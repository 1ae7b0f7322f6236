//! Core domain types used by the chain
//!
//! This module defines strongly-typed hashes, account identifiers, block
//! and transaction identifiers, and the key/signature wrappers that are
//! shared across the chain implementation. The goal is to avoid "naked"
//! byte buffers and integers in public APIs and instead use
//! domain-specific newtypes.
//!
//! Hashes, keys and signatures serialize as lowercase hex in
//! human-readable formats (JSON) and as raw bytes in binary formats
//! (bincode). Block and transaction identifiers serialize as decimal
//! strings in JSON so that 64-bit values survive JavaScript clients.

use std::fmt;
use std::str::FromStr;

use serde::de::Error as _;
use serde::{Deserialize, Deserializer, Serialize, Serializer};
use sha2::{Digest, Sha256};

pub mod block;
pub mod candidate;
pub mod tx;

pub use block::{Block, ConsensusVariant, Header, ProofPayload};
pub use candidate::{Candidate, ProofParams};
pub use tx::{Transaction, TxBody};

/// Length in bytes of all 256-bit hash types used in this module.
pub const HASH_LEN: usize = 32;

/// Strongly-typed 256-bit hash wrapper (SHA-256).
///
/// This type is used as the backing representation for all fixed-size
/// hashes in the chain (block hashes, payload hashes, generation
/// signatures, account identifiers). It is always exactly [`HASH_LEN`]
/// bytes long.
#[derive(Clone, Copy, Debug, Default, Eq, PartialEq, Hash, Ord, PartialOrd)]
pub struct Hash256(pub [u8; HASH_LEN]);

impl Hash256 {
    /// The all-zero hash, used as the "previous block hash" of genesis.
    pub const ZERO: Hash256 = Hash256([0u8; HASH_LEN]);

    /// Computes a new [`Hash256`] as the SHA-256 digest of `data`.
    pub fn compute(data: &[u8]) -> Self {
        Hash256(Sha256::digest(data).into())
    }

    /// Computes the SHA-256 digest of several byte slices fed in order.
    ///
    /// Equivalent to hashing their concatenation without allocating it.
    pub fn compute_parts<'a>(parts: impl IntoIterator<Item = &'a [u8]>) -> Self {
        let mut hasher = Sha256::new();
        for part in parts {
            hasher.update(part);
        }
        Hash256(hasher.finalize().into())
    }

    /// Returns the underlying 32-byte hash as a borrowed array.
    pub fn as_bytes(&self) -> &[u8; HASH_LEN] {
        &self.0
    }

    /// Interprets the first 8 bytes of the digest as a little-endian `u64`.
    ///
    /// This is the "hit" used by the proof engines and the derivation
    /// rule for block and transaction identifiers.
    pub fn low_u64(&self) -> u64 {
        let mut low = [0u8; 8];
        low.copy_from_slice(&self.0[..8]);
        u64::from_le_bytes(low)
    }

    /// Parses a 64-character hex string into a hash.
    pub fn from_hex(s: &str) -> Result<Self, String> {
        let bytes = hex::decode(s).map_err(|e| format!("invalid hex: {e}"))?;
        let arr: [u8; HASH_LEN] = bytes
            .try_into()
            .map_err(|_| format!("expected {HASH_LEN} bytes"))?;
        Ok(Hash256(arr))
    }
}

impl fmt::Display for Hash256 {
    fn fmt(&self, f: &mut fmt::Formatter<'_>) -> fmt::Result {
        f.write_str(&hex::encode(self.0))
    }
}

impl Serialize for Hash256 {
    fn serialize<S: Serializer>(&self, serializer: S) -> Result<S::Ok, S::Error> {
        if serializer.is_human_readable() {
            serializer.serialize_str(&hex::encode(self.0))
        } else {
            self.0.serialize(serializer)
        }
    }
}

impl<'de> Deserialize<'de> for Hash256 {
    fn deserialize<D: Deserializer<'de>>(deserializer: D) -> Result<Self, D::Error> {
        if deserializer.is_human_readable() {
            let s = String::deserialize(deserializer)?;
            Hash256::from_hex(&s).map_err(D::Error::custom)
        } else {
            Ok(Hash256(<[u8; HASH_LEN]>::deserialize(deserializer)?))
        }
    }
}

/// Account identifier (SHA-256 of the account's public key).
#[derive(Clone, Copy, Debug, Eq, PartialEq, Hash, Ord, PartialOrd, Serialize, Deserialize)]
pub struct AccountId(pub Hash256);

impl AccountId {
    /// Derives an [`AccountId`] from an encoded public key.
    pub fn from_public_key(pk: &PublicKey) -> Self {
        AccountId(Hash256::compute(pk.as_bytes()))
    }

    /// Returns the underlying [`Hash256`] backing this account identifier.
    pub fn as_hash(&self) -> &Hash256 {
        &self.0
    }
}

impl fmt::Display for AccountId {
    fn fmt(&self, f: &mut fmt::Formatter<'_>) -> fmt::Result {
        self.0.fmt(f)
    }
}

impl FromStr for AccountId {
    type Err = String;

    fn from_str(s: &str) -> Result<Self, Self::Err> {
        Hash256::from_hex(s).map(AccountId)
    }
}

/// Ed25519 public key bytes, wrapped to avoid naked `Vec<u8>`.
#[derive(Clone, Debug, Default, Eq, PartialEq, Hash)]
pub struct PublicKey(pub Vec<u8>);

impl PublicKey {
    /// Returns the raw public key bytes.
    pub fn as_bytes(&self) -> &[u8] {
        &self.0
    }

    /// Account that owns this key.
    pub fn account_id(&self) -> AccountId {
        AccountId::from_public_key(self)
    }
}

/// Largest public key or signature accepted from JSON or the wire.
pub const MAX_KEY_FIELD_BYTES: usize = 256;

/// Detached Ed25519 signature bytes.
#[derive(Clone, Debug, Default, Eq, PartialEq, Hash)]
pub struct Signature(pub Vec<u8>);

impl Signature {
    /// Returns the raw signature bytes.
    pub fn as_bytes(&self) -> &[u8] {
        &self.0
    }
}

macro_rules! hex_bytes_serde {
    ($name:ident) => {
        impl Serialize for $name {
            fn serialize<S: Serializer>(&self, serializer: S) -> Result<S::Ok, S::Error> {
                if serializer.is_human_readable() {
                    serializer.serialize_str(&hex::encode(&self.0))
                } else {
                    self.0.serialize(serializer)
                }
            }
        }

        impl<'de> Deserialize<'de> for $name {
            fn deserialize<D: Deserializer<'de>>(deserializer: D) -> Result<Self, D::Error> {
                let bytes = if deserializer.is_human_readable() {
                    let s = String::deserialize(deserializer)?;
                    hex::decode(&s).map_err(D::Error::custom)?
                } else {
                    Vec::<u8>::deserialize(deserializer)?
                };
                if bytes.len() > MAX_KEY_FIELD_BYTES {
                    return Err(D::Error::custom(format!(
                        "{} of {} bytes exceeds {MAX_KEY_FIELD_BYTES}",
                        stringify!($name),
                        bytes.len()
                    )));
                }
                Ok($name(bytes))
            }
        }
    };
}

hex_bytes_serde!(PublicKey);
hex_bytes_serde!(Signature);

macro_rules! numeric_id {
    ($(#[$meta:meta])* $name:ident) => {
        $(#[$meta])*
        #[derive(Clone, Copy, Debug, Default, Eq, PartialEq, Hash, Ord, PartialOrd)]
        pub struct $name(pub u64);

        impl $name {
            /// Derives the identifier from a digest: its low 8 bytes, little-endian.
            pub fn from_hash(hash: &Hash256) -> Self {
                $name(hash.low_u64())
            }

            /// Whether this is the reserved zero value.
            pub fn is_zero(&self) -> bool {
                self.0 == 0
            }
        }

        impl fmt::Display for $name {
            fn fmt(&self, f: &mut fmt::Formatter<'_>) -> fmt::Result {
                write!(f, "{}", self.0)
            }
        }

        impl FromStr for $name {
            type Err = std::num::ParseIntError;

            fn from_str(s: &str) -> Result<Self, Self::Err> {
                s.parse::<u64>().map($name)
            }
        }

        impl Serialize for $name {
            fn serialize<S: Serializer>(&self, serializer: S) -> Result<S::Ok, S::Error> {
                if serializer.is_human_readable() {
                    serializer.collect_str(&self.0)
                } else {
                    serializer.serialize_u64(self.0)
                }
            }
        }

        impl<'de> Deserialize<'de> for $name {
            fn deserialize<D: Deserializer<'de>>(deserializer: D) -> Result<Self, D::Error> {
                if deserializer.is_human_readable() {
                    let s = String::deserialize(deserializer)?;
                    s.parse().map_err(D::Error::custom)
                } else {
                    u64::deserialize(deserializer).map($name)
                }
            }
        }
    };
}

numeric_id!(
    /// Block identifier: the low 8 bytes of `sha256(block.bytes())`.
    BlockId
);

numeric_id!(
    /// Transaction identifier: the low 8 bytes of `sha256(tx.bytes())`.
    TxId
);

/// Serde helper for `u128` values (cumulative difficulty).
///
/// JSON carries them as decimal strings, binary formats as native `u128`.
pub(crate) mod u128_string {
    use serde::de::Error as _;
    use serde::{Deserialize, Deserializer, Serializer};

    pub fn serialize<S: Serializer>(value: &u128, serializer: S) -> Result<S::Ok, S::Error> {
        if serializer.is_human_readable() {
            serializer.collect_str(value)
        } else {
            serializer.serialize_u128(*value)
        }
    }

    pub fn deserialize<'de, D: Deserializer<'de>>(deserializer: D) -> Result<u128, D::Error> {
        if deserializer.is_human_readable() {
            let s = String::deserialize(deserializer)?;
            s.parse().map_err(D::Error::custom)
        } else {
            u128::deserialize(deserializer)
        }
    }
}

/// Little-endian byte writer shared by the block and transaction layouts.
#[derive(Default)]
pub(crate) struct ByteWriter {
    buf: Vec<u8>,
}

impl ByteWriter {
    pub fn with_capacity(capacity: usize) -> Self {
        Self {
            buf: Vec::with_capacity(capacity),
        }
    }

    pub fn u8(&mut self, v: u8) -> &mut Self {
        self.buf.push(v);
        self
    }

    pub fn u32(&mut self, v: u32) -> &mut Self {
        self.buf.extend_from_slice(&v.to_le_bytes());
        self
    }

    pub fn u64(&mut self, v: u64) -> &mut Self {
        self.buf.extend_from_slice(&v.to_le_bytes());
        self
    }

    pub fn u128(&mut self, v: u128) -> &mut Self {
        self.buf.extend_from_slice(&v.to_le_bytes());
        self
    }

    pub fn raw(&mut self, bytes: &[u8]) -> &mut Self {
        self.buf.extend_from_slice(bytes);
        self
    }

    /// Writes a `u32` length prefix followed by all of the bytes.
    ///
    /// Decoded keys and signatures are bounded by [`MAX_KEY_FIELD_BYTES`]
    /// and text fields by the structural checks, far below `u32::MAX`.
    pub fn prefixed(&mut self, bytes: &[u8]) -> &mut Self {
        let len = u32::try_from(bytes.len()).unwrap_or(u32::MAX);
        self.buf.extend_from_slice(&len.to_le_bytes());
        self.buf.extend_from_slice(bytes);
        self
    }

    pub fn finish(self) -> Vec<u8> {
        self.buf
    }
}
//! Proof of stake.
//!
//! Each block carries a generation signature chained from its parent's:
//! `gs = sha256(previous.gs || generator_public_key)`. Its low 8 bytes are
//! the generator's *hit*. A generator holding `stake` may publish at time
//! `t` iff `hit < previous.base_target * stake * (t - previous.timestamp)`,
//! so the earliest permitted time is
//! `previous.timestamp + hit / (base_target * stake) + 1`.

use std::cmp::Ordering;

use crate::crypto;
use crate::types::{AccountId, Block, Hash256, ProofPayload, PublicKey};

use super::error::ChainError;

pub fn generation_signature(previous: &Hash256, generator: &PublicKey) -> Hash256 {
    Hash256::compute_parts([&previous.as_bytes()[..], generator.as_bytes()])
}

pub fn hit(generation_signature: &Hash256) -> u64 {
    generation_signature.low_u64()
}

/// Eligibility predicate, in 128-bit arithmetic.
///
/// A target that overflows 128 bits exceeds every possible hit.
pub fn is_eligible(hit: u64, previous_base_target: u64, stake: u64, elapsed_secs: u64) -> bool {
    if elapsed_secs == 0 || stake == 0 {
        return false;
    }
    let target = u128::from(previous_base_target)
        .checked_mul(u128::from(stake))
        .and_then(|t| t.checked_mul(u128::from(elapsed_secs)));
    match target {
        Some(t) => u128::from(hit) < t,
        None => true,
    }
}

/// Earliest timestamp at which a generator with `hit` and `stake` may
/// publish on top of `previous`. `None` without stake.
pub fn hit_time(previous: &Block, hit: u64, stake: u64) -> Option<u64> {
    if stake == 0 {
        return None;
    }
    let per_second = u128::from(previous.base_target().max(1)) * u128::from(stake);
    let wait = u128::from(hit) / per_second;
    let wait = u64::try_from(wait).ok()?;
    previous.timestamp().checked_add(wait)?.checked_add(1)
}

/// A local generator's standing for the next block.
#[derive(Clone, Debug, Eq, PartialEq)]
pub struct GeneratorRank {
    pub account: AccountId,
    pub hit: u64,
    pub stake: u64,
}

impl GeneratorRank {
    /// Orders generators by `hit / stake`, then lower hit, then account.
    ///
    /// The ratio comparison is done by cross-multiplying so no precision
    /// is lost.
    pub fn compare(&self, other: &Self) -> Ordering {
        let lhs = u128::from(self.hit) * u128::from(other.stake);
        let rhs = u128::from(other.hit) * u128::from(self.stake);
        lhs.cmp(&rhs)
            .then(self.hit.cmp(&other.hit))
            .then(self.account.cmp(&other.account))
    }
}

/// Checks the parts of a stake proof that do not depend on ledger state:
/// the generation signature chain and the block signature.
pub fn verify_signatures(block: &Block, previous: &Block) -> Result<(), ChainError> {
    let ProofPayload::Stake {
        generator_public_key,
        generation_signature: gs,
        block_signature,
    } = block.proof()
    else {
        return Err(ChainError::StructuralInvalid(
            "expected a stake block".to_string(),
        ));
    };
    let previous_gs = previous.generation_signature().ok_or_else(|| {
        ChainError::StructuralInvalid("previous block carries no generation signature".to_string())
    })?;

    if *gs != generation_signature(previous_gs, generator_public_key) {
        return Err(ChainError::ProofInvalid(
            "generation signature does not chain from previous block".to_string(),
        ));
    }
    let signature = block_signature.as_ref().ok_or(ChainError::NotYetFinalized)?;
    if !crypto::verify(generator_public_key, &block.unsigned_bytes(), signature) {
        return Err(ChainError::ProofInvalid("bad block signature".to_string()));
    }
    Ok(())
}

/// Checks that the generator was entitled to publish this block given its
/// effective stake.
pub fn verify_eligibility(block: &Block, previous: &Block, stake: u64) -> Result<(), ChainError> {
    let Some(gs) = block.generation_signature() else {
        return Err(ChainError::StructuralInvalid(
            "expected a stake block".to_string(),
        ));
    };
    let elapsed = block.timestamp().saturating_sub(previous.timestamp());
    if !is_eligible(hit(gs), previous.base_target(), stake, elapsed) {
        return Err(ChainError::ProofInvalid(format!(
            "generator not eligible: hit {} with stake {stake} after {elapsed}s",
            hit(gs)
        )));
    }
    Ok(())
}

*To do*. List all lines above in which the string "other" appears.

*Exercise solution*.
    pub fn compare(&self, other: &Self) -> Ordering {
        let lhs = u128::from(self.hit) * u128::from(other.stake);
        let rhs = u128::from(other.hit) * u128::from(self.stake);
            .then(self.hit.cmp(&other.hit))
            .then(self.account.cmp(&other.account))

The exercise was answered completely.